Para os próximos meses, os indicadores antecedentes seguem apontando para a continuidade da perda de dinamismo da economia chinesa. Embora o índice PMI da manufatura tenha apresentado um desempenho melhor do que o esperado pelo mercado ao registrar o nível de 49,7 pontos, vindo levemente melhor do que o consenso de mercado (49,5). Dessa forma, o patamar alcançado em agosto sugere que o setor se contraiu no mês, ainda que em um ritmo menor do que o observado em julho (49,3). Em contrapartida, o PMI do setor de serviços desacelerou em ao sair de 51,5 pontos em julho para 51,0 pontos, o menor nível registrado no ano, vindo abaixo do consenso de 51,2 pontos, sugerindo que o processo de perda de fôlego da demanda interna ocorre em um ritmo mais acelerado.

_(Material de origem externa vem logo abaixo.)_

//! Shell command execution with registry-backed lifecycle control.
//!
//! Commands run through `bash -c`, so this layer trusts its callers: it
//! is the execution surface behind an authorization boundary, not a
//! general-purpose safe API for untrusted command strings.
//!
//! `execute` blocks its caller until the child exits or the deadline
//! elapses. The handle is registered before the wait begins, so `status`,
//! `send_input`, and `kill` on the same id work while the command is
//! still running.

use std::process::Stdio;
use std::sync::Arc;
use std::time::Duration;

use serde::Serialize;
use tokio::io::{AsyncRead, AsyncReadExt, AsyncWriteExt};
use tokio::process::{Child, ChildStdin, Command};
use tokio::task::JoinHandle;
use tracing::{debug, warn};
use uuid::Uuid;

use super::registry::{ProcessHandle, ProcessRegistry};
use crate::config::SandboxConfig;
use crate::error::SandboxError;

/// Result of one execution, completed or failed.
///
/// Spawn failures and timeouts land here as structured fields rather than
/// faults, so batch callers can render an error row without exception
/// handling.
#[derive(Debug, Clone, Serialize)]
pub struct ExecOutcome {
    pub process_id: String,
    pub output: String,
    pub exit_code: i32,
    #[serde(skip_serializing_if = "Option::is_none")]
    pub error: Option<String>,
}

#[derive(Debug, Clone, Copy, PartialEq, Eq, Serialize)]
#[serde(rename_all = "snake_case")]
pub enum ProcessStatus {
    Running,
    Completed,
    NotFound,
}

#[derive(Debug, Clone, Serialize)]
pub struct StatusReport {
    pub status: ProcessStatus,
    #[serde(skip_serializing_if = "Option::is_none")]
    pub exit_code: Option<i32>,
}

#[derive(Clone)]
pub struct ShellExecutor {
    registry: ProcessRegistry,
    shell: String,
    default_timeout: Duration,
    kill_grace: Duration,
    max_output_bytes: usize,
}

enum ExitKind {
    /// Child exited on its own.
    Natural(i32),
    /// Child was terminated after a kill request.
    Killed(i32),
    /// Child hit the execution deadline and was killed.
    DeadlineElapsed,
    /// Waiting on the child failed.
    WaitFailed(String),
}
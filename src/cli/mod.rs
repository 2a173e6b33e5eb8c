pub mod exec;
pub mod serve;

use clap::{Parser, Subcommand};

#[derive(Parser)]
#[command(name = "sandboxd")]
#[command(author, version, about = "Sandboxed shell execution and service supervision daemon")]
#[command(propagate_version = true)]
pub struct Cli {
    #[command(subcommand)]
    pub command: Commands,

    /// Enable verbose logging
    #[arg(short, long, global = true)]
    pub verbose: bool,

    /// Path to config file
    #[arg(short, long, global = true, env = "SANDBOXD_CONFIG")]
    pub config: Option<String>,
}

#[derive(Subcommand)]
pub enum Commands {
    /// Run the HTTP API daemon
    Serve(serve::ServeArgs),

    /// Execute a single command in the sandbox and print its output
    Exec(exec::ExecArgs),
}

Na nossa avaliação os dados corroboram com um cenário mais pessimista para China em 2023 devido à combinação entre uma elevada taxa de desemprego entre jovens, crise imobiliária, incertezas em relação à evolução da economia, desaceleração global e uma crise de confiança doméstica. Soma-se a este cenário, a resistência do governo em anunciar medidas de estímulo mais abrangentes, que na nossa avaliação são fundamentais para reverter o atual quadro negativo da economia asiática. Dessa forma, acreditamos ser pouco provável que a economia consiga atingir a meta de crescimento de 5,0% para o ano, de modo que, revisamos nossa projeção de crescimento do PIB de 5,0% para 4,5%.